Outro retrato da comunidade primitiva encontramos no capítulo nove dos Atos dos Apóstolos. Essa narração evidencia a experiência da Paz na comunidade, seu crescimento e a promoção da saúde ao apresentar a cura do paralítico Enéias, morador de Lida (cf. At 9,31-33) e da ressurreição de Tabita, a bondosa moradora de Jope (cf. At 9,38-43). A Evangelização é compromisso com a promoção da vida.

  1. Novas necessidades, novos ministérios

A sensibilidade social da comunidade primitiva também foi evidenciada através da fundação de novos ministérios, como resposta comunitária diante do surgimento de novas necessidades. Uma vez que o número dos discípulos tinha aumentado, os fiéis de origem grega começaram a queixar-se contra os fiéis de origem hebraica dizendo que suas viúvas eram deixadas de lado no atendimento diário. A resposta a essa questão não foi a sobrecarga dos apóstolos, mas foi a promoção de novos servidores. É sinal de sensibilidade social de uma comunidade a convocação e capacitação de novos ministros (cf. At 6,1-6).

Outras situações sociais são acolhidas e geridas pelos Apóstolos como por exemplo:

– Em Listra Paulo cura um homem paralítico das pernas, coxo de nascença (cf. At 14,8);

– Em Filipos Lucas nos apresenta um caso de testemunho de libertação desmascarando  a mentira, o enriquecimento ilícito e a opressão; era o caso de uma jovem escrava que era usada como meio de lucro por seus patrões (cf. At 16,16-24);

– Chegando em Atenas, Paulo não só observa a realidade da cidade mas também começa a dialogar em praça pública com alguns filósofos epicureus e estóicos (cf.
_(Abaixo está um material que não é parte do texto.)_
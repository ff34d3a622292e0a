//! TPX3 word types and field extraction.

#[cfg(feature = "serde")]
use serde::{Deserialize, Serialize};

/// Word types distinguished by the top nibble.
#[derive(Debug, Clone, Copy, PartialEq, Eq, Hash)]
#[cfg_attr(feature = "serde", derive(Serialize, Deserialize))]
pub enum WordKind {
    /// Pixel hit data (type 0xB).
    PixelHit,
    /// TDC timestamp (type 0x6).
    Tdc,
    /// Global time (type 0x4).
    GlobalTime,
    /// Control packet (type 0x7).
    Control,
    /// Any other nibble.
    Other(u8),
}

impl WordKind {
    /// Classifies a word by its header nibble.
    #[must_use]
    pub fn from_header(header: u8) -> Self {
        match header {
            0xB => WordKind::PixelHit,
            0x6 => WordKind::Tdc,
            0x4 => WordKind::GlobalTime,
            0x7 => WordKind::Control,
            other => WordKind::Other(other),
        }
    }
}

/// A raw 64-bit readout word.
#[derive(Debug, Clone, Copy, PartialEq, Eq)]
pub struct Tpx3Word(pub u64);

impl Tpx3Word {
    /// Builds a pixel-event word from decoded fields; the inverse of the
    /// accessors below. Only the low 34 bits of `toa` are representable.
    #[must_use]
    pub fn encode_pixel(x: u8, y: u8, tot: u16, toa: u64) -> Self {
        let (x, y) = (u64::from(x), u64::from(y));
        let addr = ((y >> 1) << 9) | ((x >> 2) << 3) | ((y & 0x1) << 2) | (x & 0x3);
        let ftoa = (toa & 0xF) ^ 0xF;
        let coarse = (toa >> 4) & 0x3FFF;
        let stamp = (toa >> 18) & 0xFFFF;
        Self(
            (0xB_u64 << 60)
                | (addr << 44)
                | (coarse << 30)
                | ((u64::from(tot) & 0x3FF) << 20)
                | (ftoa << 16)
                | stamp,
        )
    }

    /// Reads a word from 8 little-endian bytes.
    #[inline]
    #[must_use]
    pub fn from_le_bytes(bytes: [u8; 8]) -> Self {
        Self(u64::from_le_bytes(bytes))
    }

    /// Header nibble (bits 60–63).
    #[inline]
    #[must_use]
    #[allow(clippy::cast_possible_truncation)]
    pub fn header(&self) -> u8 {
        ((self.0 >> 60) & 0xF) as u8
    }

    /// Word classification.
    #[inline]
    #[must_use]
    pub fn kind(&self) -> WordKind {
        WordKind::from_header(self.header())
    }

    /// True for pixel-event words.
    #[inline]
    #[must_use]
    pub fn is_pixel(&self) -> bool {
        self.header() == 0xB
    }

    /// Pixel address (bits 44–59).
    #[inline]
    #[must_use]
    #[allow(clippy::cast_possible_truncation)]
    pub fn pixel_address(&self) -> u16 {
        ((self.0 >> 44) & 0xFFFF) as u16
    }

    /// Column: `((addr>>1)&0xFC) | (addr&0x03)`.
    #[inline]
    #[must_use]
    #[allow(clippy::cast_possible_truncation)]
    pub fn x(&self) -> u8 {
        let addr = self.pixel_address();
        (((addr >> 1) & 0xFC) | (addr & 0x03)) as u8
    }

    /// Row: `((addr>>8)&0xFE) | ((addr>>2)&0x01)`.
    #[inline]
    #[must_use]
    #[allow(clippy::cast_possible_truncation)]
    pub fn y(&self) -> u8 {
        let addr = self.pixel_address();
        (((addr >> 8) & 0xFE) | ((addr >> 2) & 0x01)) as u8
    }

    /// Time over threshold (bits 20–29).
    #[inline]
    #[must_use]
    #[allow(clippy::cast_possible_truncation)]
    pub fn tot(&self) -> u16 {
        ((self.0 >> 20) & 0x3FF) as u16
    }

    /// Coarse ToA (bits 30–43).
    #[inline]
    #[must_use]
    pub fn coarse_toa(&self) -> u64 {
        (self.0 >> 30) & 0x3FFF
    }

    /// Fine ToA (bits 16–19), inverted as the chip reports it counting down.
    #[inline]
    #[must_use]
    pub fn fine_toa(&self) -> u64 {
        ((self.0 >> 16) & 0xF) ^ 0xF
    }

    /// Readout-board timestamp (bits 0–15).
    #[inline]
    #[must_use]
    pub fn spidr_time(&self) -> u64 {
        self.0 & 0xFFFF
    }

    /// Full 34-bit ToA: `(spidr_time<<18) | (toa<<4) | ftoa`.
    #[inline]
    #[must_use]
    pub fn full_toa(&self) -> u64 {
        (self.spidr_time() << 18) | (self.coarse_toa() << 4) | self.fine_toa()
    }
}

#[cfg(test)]
mod tests {
    use super::*;

    #[test]
    fn test_word_kind_from_header() {
        assert_eq!(WordKind::from_header(0xB), WordKind::PixelHit);
        assert_eq!(WordKind::from_header(0x4), WordKind::GlobalTime);
        assert_eq!(WordKind::from_header(0x6), WordKind::Tdc);
        assert_eq!(WordKind::from_header(0x0), WordKind::Other(0));
    }

    #[test]
    fn test_field_extraction() {
        // addr = 0xFFFF gives x = 0xFC | 0x03, y = 0xFE | 0x01
        let word = Tpx3Word(0xB000_0000_0000_0000 | (0xFFFF_u64 << 44));
        assert_eq!(word.x(), 255);
        assert_eq!(word.y(), 255);

        let word = Tpx3Word(0xB000_0000_0000_0000 | (0x3FF << 20) | (0x2 << 16) | 0x1);
        assert_eq!(word.tot(), 0x3FF);
        assert_eq!(word.fine_toa(), 0xD);
        assert_eq!(word.spidr_time(), 1);
        assert_eq!(word.full_toa(), (1 << 18) | 0xD);
    }

    #[test]
    fn test_encode_pixel_inverts_accessors() {
        for &(x, y) in &[(0u8, 0u8), (10, 20), (255, 0), (3, 254), (128, 129)] {
            let word = Tpx3Word::encode_pixel(x, y, 50, 0x3_1234_5678);
            assert!(word.is_pixel());
            assert_eq!((word.x(), word.y()), (x, y));
            assert_eq!(word.tot(), 50);
            assert_eq!(word.full_toa(), 0x3_1234_5678);
        }
    }
}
At 16,18) e no areópago anuncia uma nova doutrina (cf. At 16,19); Paulo representa a Igreja que tem profunda consciência de sua identidade e é aberta ao diálogo com outras realidades e sujeitos;

– Em Éfeso Paulo se opõe a uma economia promotora da idolatria; os artesãos de ouro e prata que fabricavam peças em prol do culto da deusa Artêmis, liderados por Demétrio, se opuseram duramente a pregação de Paulo (cf. At 19,23-29);

– Enfim, para concluir esta reflexão recordemos a atitude de Paulo defendendo seus direitos apelando para a própria cidadania Romana desejando que o seu caso fosse julgado por César (cf. At 25,1-12); Paulo, enquanto o cidadão romano, apela para o direito de ter uma audiência com o imperador, uma vez que tinha a consciência de estar sofrendo injustiças no seu processo; os membros da Igreja não renunciam seus direitos civis, pois a esperada cidadania celeste compromete os discípulos de Jesus Cristo a cumprir seus deveres de cidadãos terrestres. Dizia São João Bosco para os seus estudantes que a meta da educação dada aos seus alunos era aquela de “formar bons cristãos e honestos cidadãos”.

PARA A REFLEXÃO PESSOAL:

  1. O que mais lhe chamou a atenção quanto à sensibilidade social nos Atos dos Apóstolos?
  2. Qual característica mais lhe chamou a atenção dos retratos da comunidade primitiva?
  3. Quais dos problemas sociais evidenciados ainda se fazem presentes em nossa sociedade?